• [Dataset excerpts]
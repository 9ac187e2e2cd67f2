use std::collections::HashMap;
use std::sync::{Arc, Mutex};

use async_trait::async_trait;
use axum::http::{Method, StatusCode};
use serde_json::Value;

use crate::config::AppConfig;
use crate::state::AppState;
use crate::upstream::{Upstream, UpstreamError, UpstreamReply, UpstreamRequest};

pub const STUB_BASE_URL: &str = "http://upstream.test/api";

/// What the stub saw for one forwarded call
#[derive(Debug, Clone)]
pub struct RecordedCall {
    pub method: Method,
    pub path: String,
    pub query: Option<String>,
    pub bearer: Option<String>,
    pub body: Option<Value>,
}

/// In-process upstream that answers from a scripted table and records every call
#[derive(Default)]
pub struct StubUpstream {
    replies: Mutex<HashMap<String, UpstreamReply>>,
    calls: Mutex<Vec<RecordedCall>>,
}

impl StubUpstream {
    pub fn new() -> Self {
        Self::default()
    }

    /// Script the reply for an upstream path (without the base path)
    pub fn reply(self, path: &str, status: StatusCode, body: &str) -> Self {
        self.replies
            .lock()
            .unwrap()
            .insert(path.to_string(), UpstreamReply::new(status, body.to_string()));
        self
    }

    pub fn calls(&self) -> Vec<RecordedCall> {
        self.calls.lock().unwrap().clone()
    }

    pub fn call_count(&self) -> usize {
        self.calls.lock().unwrap().len()
    }
}

#[async_trait]
impl Upstream for StubUpstream {
    async fn send(&self, request: UpstreamRequest) -> Result<UpstreamReply, UpstreamError> {
        let path = request
            .url
            .path()
            .strip_prefix("/api")
            .unwrap_or(request.url.path())
            .to_string();

        self.calls.lock().unwrap().push(RecordedCall {
            method: request.method.clone(),
            path: path.clone(),
            query: request.url.query().map(str::to_owned),
            bearer: request.credential.as_ref().map(|c| c.expose().to_string()),
            body: request.body.clone(),
        });

        let reply = self
            .replies
            .lock()
            .unwrap()
            .get(&path)
            .cloned()
            .unwrap_or_else(|| UpstreamReply::new(StatusCode::OK, r#"{"success":true,"data":[]}"#));
        Ok(reply)
    }
}

/// Gateway state wired to a stub upstream
pub fn stub_state(stub: Arc<StubUpstream>) -> AppState {
    AppState::new(AppConfig::development().with_upstream(STUB_BASE_URL), stub)
}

• [WHAT IS NEEDED] For each line above that carries the word "http", copy it out.

• [EXPECTED ANSWER]
use axum::http::{Method, StatusCode};
pub const STUB_BASE_URL: &str = "http://upstream.test/api";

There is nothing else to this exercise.